- _DATA PROVIDED_
********************

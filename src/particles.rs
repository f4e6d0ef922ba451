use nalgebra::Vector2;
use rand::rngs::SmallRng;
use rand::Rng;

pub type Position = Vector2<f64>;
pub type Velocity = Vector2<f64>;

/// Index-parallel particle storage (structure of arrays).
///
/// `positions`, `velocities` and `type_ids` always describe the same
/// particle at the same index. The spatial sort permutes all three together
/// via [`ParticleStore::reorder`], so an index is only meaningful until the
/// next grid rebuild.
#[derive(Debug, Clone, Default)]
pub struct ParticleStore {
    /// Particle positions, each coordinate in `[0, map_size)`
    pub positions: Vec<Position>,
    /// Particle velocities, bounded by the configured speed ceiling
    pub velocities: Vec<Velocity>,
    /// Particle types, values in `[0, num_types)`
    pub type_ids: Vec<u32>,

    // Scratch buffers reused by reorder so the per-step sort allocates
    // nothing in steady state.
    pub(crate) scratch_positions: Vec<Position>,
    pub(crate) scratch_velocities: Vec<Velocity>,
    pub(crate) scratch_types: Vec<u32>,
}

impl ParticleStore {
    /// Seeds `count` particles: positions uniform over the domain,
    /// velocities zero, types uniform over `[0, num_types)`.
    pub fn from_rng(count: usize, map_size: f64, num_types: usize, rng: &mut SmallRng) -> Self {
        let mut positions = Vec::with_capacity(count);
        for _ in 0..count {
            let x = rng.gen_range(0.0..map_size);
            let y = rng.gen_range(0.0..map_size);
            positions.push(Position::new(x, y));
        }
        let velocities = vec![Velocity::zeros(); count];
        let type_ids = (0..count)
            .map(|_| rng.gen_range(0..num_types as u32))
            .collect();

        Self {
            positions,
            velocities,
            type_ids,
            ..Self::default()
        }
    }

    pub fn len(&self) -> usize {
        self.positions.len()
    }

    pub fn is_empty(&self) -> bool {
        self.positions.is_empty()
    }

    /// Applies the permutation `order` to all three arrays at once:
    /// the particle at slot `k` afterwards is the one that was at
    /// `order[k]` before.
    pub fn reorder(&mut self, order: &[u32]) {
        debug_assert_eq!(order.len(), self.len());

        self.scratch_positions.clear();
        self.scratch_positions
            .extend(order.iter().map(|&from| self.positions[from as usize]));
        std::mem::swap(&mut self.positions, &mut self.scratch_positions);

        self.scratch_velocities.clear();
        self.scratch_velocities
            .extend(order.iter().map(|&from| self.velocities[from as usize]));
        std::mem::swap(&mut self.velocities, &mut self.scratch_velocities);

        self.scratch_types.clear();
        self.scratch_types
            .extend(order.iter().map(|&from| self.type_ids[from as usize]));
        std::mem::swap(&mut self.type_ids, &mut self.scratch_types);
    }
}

********************

Every entry must be set down exactly, with nothing left out.

filename src/particles.rs
repository f4e6d0ef922ba451
use nalgebra::Vector2;
use rand::rngs::SmallRng;
use rand::Rng;

pub type Position = Vector2<f64>;
pub type Velocity = Vector2<f64>;

/// Index-parallel particle storage (structure of arrays).
///
/// `positions`, `velocities` and `type_ids` always describe the same
/// particle at the same index. The spatial sort permutes all three together
/// via [`ParticleStore::reorder`], so an index is only meaningful until the
/// next grid rebuild.
#[derive(Debug, Clone, Default)]
pub struct ParticleStore {
    /// Particle positions, each coordinate in `[0, map_size)`
    pub positions: Vec<Position>,
    /// Particle velocities, bounded by the configured speed ceiling
    pub velocities: Vec<Velocity>,
    /// Particle types, values in `[0, num_types)`
    pub type_ids: Vec<u32>,

    // Scratch buffers reused by reorder so the per-step sort allocates
    // nothing in steady state.
    pub(crate) scratch_positions: Vec<Position>,
    pub(crate) scratch_velocities: Vec<Velocity>,
    pub(crate) scratch_types: Vec<u32>,
}

impl ParticleStore {
    /// Seeds `count` particles: positions uniform over the domain,
    /// velocities zero, types uniform over `[0, num_types)`.
    pub fn from_rng(count: usize, map_size: f64, num_types: usize, rng: &mut SmallRng) -> Self {
        let mut positions = Vec::with_capacity(count);
        for _ in 0..count {
            let x = rng.gen_range(0.0..map_size);
            let y = rng.gen_range(0.0..map_size);
            positions.push(Position::new(x, y));
        }
        let velocities = vec![Velocity::zeros(); count];
        let type_ids = (0..count)
            .map(|_| rng.gen_range(0..num_types as u32))
            .collect();

        Self {
            positions,
            velocities,
            type_ids,
            ..Self::default()
        }
    }

    pub fn len(&self) -> usize {
        self.positions.len()
    }

    pub fn is_empty(&self) -> bool {
        self.positions.is_empty()
    }

    /// Applies the permutation `order` to all three arrays at once:
    /// the particle at slot `k` afterwards is the one that was at
    /// `order[k]` before.
    pub fn reorder(&mut self, order: &[u32]) {
        debug_assert_eq!(order.len(), self.len());

        self.scratch_positions.clear();
        self.scratch_positions
            .extend(order.iter().map(|&from| self.positions[from as usize]));
        std::mem::swap(&mut self.positions, &mut self.scratch_positions);

        self.scratch_velocities.clear();
        self.scratch_velocities
            .extend(order.iter().map(|&from| self.velocities[from as usize]));
        std::mem::swap(&mut self.velocities, &mut self.scratch_velocities);

        self.scratch_types.clear();
        self.scratch_types
            .extend(order.iter().map(|&from| self.type_ids[from as usize]));
        std::mem::swap(&mut self.type_ids, &mut self.scratch_types);
    }
}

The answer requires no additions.